Aux sports d’hiver comme en voiture, l’abus d’alcool et l’usage de stupéfiants sont un danger. Pour lutter contre cette situation, la députée Christelle d’Intorni (UDR) veut sanctionner les skieurs sous l’empire de substances psychoactives.
Le ski, un sport à hauts risques. Pour faire face à un vide juridique qui met la vie des usagers en péril, la députée UDR, Christelle d’Intorni défend une proposition de loi pour renforcer la sécurité des domaines skiables en sanctionnant les skieurs sous l’effet de drogues et/ou d’alcool.
C’est une proposition de loi qui prend tout son sens, alors que les vacances dites de février ont débuté ce vendredi soir pour les habitants de la zone A (Poitiers, Bordeaux, Limoges, Clermont-Ferrand, Lyon, Grenoble, Dijon et Besançon). Ainsi, durant les quatre prochaines semaines, les stations de ski françaises vont afficher complet et voir leur domaine pris d’assaut par les skieurs.
En France, la pratique des sports d’hiver attire chaque année environ huit millions de personnes. «C’est une activité qui est populaire, familiale et sportive mais c’est aussi une pratique à risques», a rappelé à , la députée des Alpes-Maritimes, qui compte de nombreux domaines skiables dans sa circonscription.
«On le voit bien, chaque année, il y a de nombreux accidents. On en recense environ 150.000 chaque saison [selon l’Association nationale des médecins de Montagne, ndlr] et parmi eux 10 % à 15 % nécessitent une prise en charge médicale en urgence», a-t-elle détaillé.
1 accident sur 4 lié aux substances psychoactives
Christelle d’Intorni met en avant un chiffre encore plus alarmant, la part de skieurs sous l’empire de l’alcool et/ou de la drogue et impliqués dans un accident grave. «Il y 25% des accidents qui sont en lien avec la consommation de substances psychoactives. C’est 1 accident sur 4», a-t-elle alerté.
Les accidents au ski sont terribles, ils ne pardonnent pas
«Avec cette proposition de loi, je veux combler un vide juridique. Certes, la montagne est un terrain de jeu mais il doit y avoir des règles et on ne peut plus se reposer uniquement sur la responsabilité individuelle», a ajouté la députée de la 5e circonscription des Alpes-Maritimes.
«Quand on prend la voiture, on sait qu’on s’expose à des sanctions si l’on prend la route sous l’empire de l’alcool ou de stupéfiants. Si l’on prend ses skis, son snowboard ou tout autre engin de glisse dans le même état, on ne peut mettre la vie d’autrui en danger en toute impunité», a poursuivi Christelle d’Intorni.
La députée a notamment mis en avant le développement dans les stations de ski de sortes de fêtes d’après-midi qui ont lieu dans des restaurants ou des bars d’altitude et desquelles les usagers peuvent repartir passablement éméchés.

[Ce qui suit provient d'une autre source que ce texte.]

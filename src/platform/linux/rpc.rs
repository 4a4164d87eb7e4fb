use std::io::{Read, Write};
use std::os::unix::io::FromRawFd;
use std::os::unix::net::UnixStream;
use std::path::Path;
use std::sync::Mutex;

use anyhow::{bail, Context, Result};
use log::{debug, error};
use serde::{Deserialize, Serialize};
use thiserror::Error;

use crate::platform::linux::{loopdev, mounts};

/// Auto-clear flag for loop devices: detach on last close.
pub const LO_FLAGS_AUTOCLEAR: u32 = 4;

/// Loop-device parameters carried in a `LoopDevice` request.
#[derive(Debug, Clone, Copy, Default, PartialEq, Eq, Serialize, Deserialize)]
pub struct LoopInfo {
    pub offset: u64,
    pub size_limit: u64,
    pub flags: u32,
}

/// The privileged actions the helper performs on behalf of the container.
/// Implemented over the wire by [`RpcClient`] and in-process by recording
/// doubles in tests.
pub trait ContainerRpc: Send + Sync {
    /// Attach `image` to the next free loop device, returning its number.
    fn loop_device(&self, image: &str, open_flags: i32, info: LoopInfo) -> Result<u32>;

    /// Perform a mount; empty fstype with a bind flag means bind mount.
    fn mount(
        &self,
        source: &str,
        target: &str,
        fstype: &str,
        flags: u64,
        options: &str,
    ) -> Result<()>;

    /// Chroot the helper (and therefore the shared mount view) into `path`.
    fn chroot(&self, path: &str) -> Result<()>;
}

/// Typed client-side failures.
#[derive(Debug, Error)]
pub enum RpcError {
    #[error("rpc transport error: {0}")]
    Transport(#[from] std::io::Error),
    #[error("rpc protocol error: {0}")]
    Protocol(String),
    #[error("{0}")]
    Remote(String),
}

#[derive(Debug, Serialize, Deserialize)]
enum RpcRequest {
    LoopDevice {
        image: String,
        open_flags: i32,
        info: LoopInfo,
    },
    Mount {
        source: String,
        target: String,
        fstype: String,
        flags: u64,
        options: String,
    },
    Chroot {
        path: String,
    },
}

#[derive(Debug, Serialize, Deserialize)]
enum RpcResponse {
    Ok,
    LoopNumber(u32),
    Error(String),
}

/// Frame limit; control messages are tiny and anything bigger is a
/// corrupted stream.
const MAX_FRAME: u32 = 1 << 16;

fn write_frame<T: Serialize>(stream: &mut (impl Write + ?Sized), msg: &T) -> Result<(), RpcError> {
    let body = serde_json::to_vec(msg).map_err(|e| RpcError::Protocol(e.to_string()))?;
    let len = (body.len() as u32).to_le_bytes();
    stream.write_all(&len)?;
    stream.write_all(&body)?;
    stream.flush()?;
    Ok(())
}

/// Read one frame; `Ok(None)` is a clean EOF at a frame boundary.
fn read_frame<T: for<'de> Deserialize<'de>>(
    stream: &mut (impl Read + ?Sized),
) -> Result<Option<T>, RpcError> {
    let mut len = [0u8; 4];
    match stream.read_exact(&mut len) {
        Ok(()) => {}
        Err(e) if e.kind() == std::io::ErrorKind::UnexpectedEof => return Ok(None),
        Err(e) => return Err(e.into()),
    }
    let len = u32::from_le_bytes(len);
    if len > MAX_FRAME {
        return Err(RpcError::Protocol(format!("frame length {len} too large")));
    }

    let mut body = vec![0u8; len as usize];
    stream.read_exact(&mut body)?;
    let msg = serde_json::from_slice(&body).map_err(|e| RpcError::Protocol(e.to_string()))?;
    Ok(Some(msg))
}

/// Client half of the RPC socket. Calls are synchronous and FIFO; the
/// mutex serializes in-flight calls so concurrent control-surface writes
/// cannot interleave frames. Owns the connection; dropping it closes the
/// stream and lets the server proceed to the pivot.
pub struct RpcClient {
    stream: Mutex<UnixStream>,
    pub name: String,
}

impl RpcClient {
    pub fn new(stream: UnixStream, name: &str) -> Self {
        RpcClient {
            stream: Mutex::new(stream),
            name: name.to_string(),
        }
    }

    fn call(&self, request: &RpcRequest) -> Result<RpcResponse, RpcError> {
        let mut stream = self.stream.lock().unwrap_or_else(|e| e.into_inner());
        write_frame(&mut *stream, request)?;
        match read_frame(&mut *stream)? {
            Some(response) => Ok(response),
            None => Err(RpcError::Protocol(
                "connection closed mid-call".to_string(),
            )),
        }
    }
}

impl ContainerRpc for RpcClient {
    fn loop_device(&self, image: &str, open_flags: i32, info: LoopInfo) -> Result<u32> {
        let response = self.call(&RpcRequest::LoopDevice {
            image: image.to_string(),
            open_flags,
            info,
        })?;
        match response {
            RpcResponse::LoopNumber(n) => Ok(n),
            RpcResponse::Error(e) => Err(RpcError::Remote(e).into()),
            other => Err(RpcError::Protocol(format!("unexpected response {other:?}")).into()),
        }
    }

    fn mount(
        &self,
        source: &str,
        target: &str,
        fstype: &str,
        flags: u64,
        options: &str,
    ) -> Result<()> {
        let response = self.call(&RpcRequest::Mount {
            source: source.to_string(),
            target: target.to_string(),
            fstype: fstype.to_string(),
            flags,
            options: options.to_string(),
        })?;
        match response {
            RpcResponse::Ok => Ok(()),
            RpcResponse::Error(e) => Err(RpcError::Remote(e).into()),
            other => Err(RpcError::Protocol(format!("unexpected response {other:?}")).into()),
        }
    }

    fn chroot(&self, path: &str) -> Result<()> {
        let response = self.call(&RpcRequest::Chroot {
            path: path.to_string(),
        })?;
        match response {
            RpcResponse::Ok => Ok(()),
            RpcResponse::Error(e) => Err(RpcError::Remote(e).into()),
            other => Err(RpcError::Protocol(format!("unexpected response {other:?}")).into()),
        }
    }
}

/// The syscall surface behind the server, split out so tests can swap in
/// a recording implementation.
pub trait PrivilegedOps: Send {
    fn loop_device(&self, image: &Path, open_flags: i32, info: LoopInfo) -> Result<u32>;
    fn mount(
        &self,
        source: &str,
        target: &str,
        fstype: &str,
        flags: u64,
        options: &str,
    ) -> Result<()>;
    fn chroot(&self, path: &str) -> Result<()>;
}

/// Production operations: real loop ioctls, mount(2), chroot(2).
pub struct HostOps;

impl PrivilegedOps for HostOps {
    fn loop_device(&self, image: &Path, open_flags: i32, info: LoopInfo) -> Result<u32> {
        loopdev::attach(image, open_flags, info)
    }

    fn mount(
        &self,
        source: &str,
        target: &str,
        fstype: &str,
        flags: u64,
        options: &str,
    ) -> Result<()> {
        mounts::mount_with_flags(source, target, fstype, flags, options)
    }

    fn chroot(&self, path: &str) -> Result<()> {
        mounts::chroot(path)
    }
}

/// Serve requests on the stream until the peer closes it. Operation
/// failures go back over the wire; only transport failures end the loop
/// early.
pub fn serve(stream: &mut UnixStream, engine_name: &str, ops: &dyn PrivilegedOps) -> Result<()> {
    debug!("serving privileged requests for engine {engine_name}");

    loop {
        let request: RpcRequest = match read_frame(stream) {
            Ok(Some(request)) => request,
            Ok(None) => return Ok(()),
            Err(e) => return Err(e).context("failed to read request frame"),
        };

        let response = match &request {
            RpcRequest::LoopDevice {
                image,
                open_flags,
                info,
            } => match ops.loop_device(Path::new(image), *open_flags, *info) {
                Ok(n) => RpcResponse::LoopNumber(n),
                Err(e) => RpcResponse::Error(format!("{e:#}")),
            },
            RpcRequest::Mount {
                source,
                target,
                fstype,
                flags,
                options,
            } => match ops.mount(source, target, fstype, *flags, options) {
                Ok(()) => RpcResponse::Ok,
                Err(e) => RpcResponse::Error(format!("{e:#}")),
            },
            RpcRequest::Chroot { path } => match ops.chroot(path) {
                Ok(()) => RpcResponse::Ok,
                Err(e) => RpcResponse::Error(format!("{e:#}")),
            },
        };

        write_frame(stream, &response).context("failed to write response frame")?;
    }
}

/// Entry point for the `rpc-server` role: adopt the inherited socket,
/// serve until the container side is done, then pivot into the container
/// root and exit 0.
pub fn server_main(socket: i32, engine_name: &str) -> Result<()> {
    if socket < 0 {
        bail!("invalid rpc socket descriptor {socket}");
    }
    // SAFETY: the launcher hands us exclusive ownership of this fd.
    let mut stream = unsafe { UnixStream::from_raw_fd(socket) };

    if let Err(e) = serve(&mut stream, engine_name, &HostOps) {
        error!("rpc server error: {e:#}");
    }

    mounts::pivot_into_final();
    std::process::exit(0);
}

L’exemple le plus parlant, reste celui de l’établissement de la Folie Douce, situé dans le domaine skiable de Val-d’Isère, qui a été l’un des précurseurs du genre. Sur les réseaux sociaux, il n’est pas rare de voir des vidéos de skieurs, observant les gens repartir du restaurant-clubbing avec la plus grande difficulté.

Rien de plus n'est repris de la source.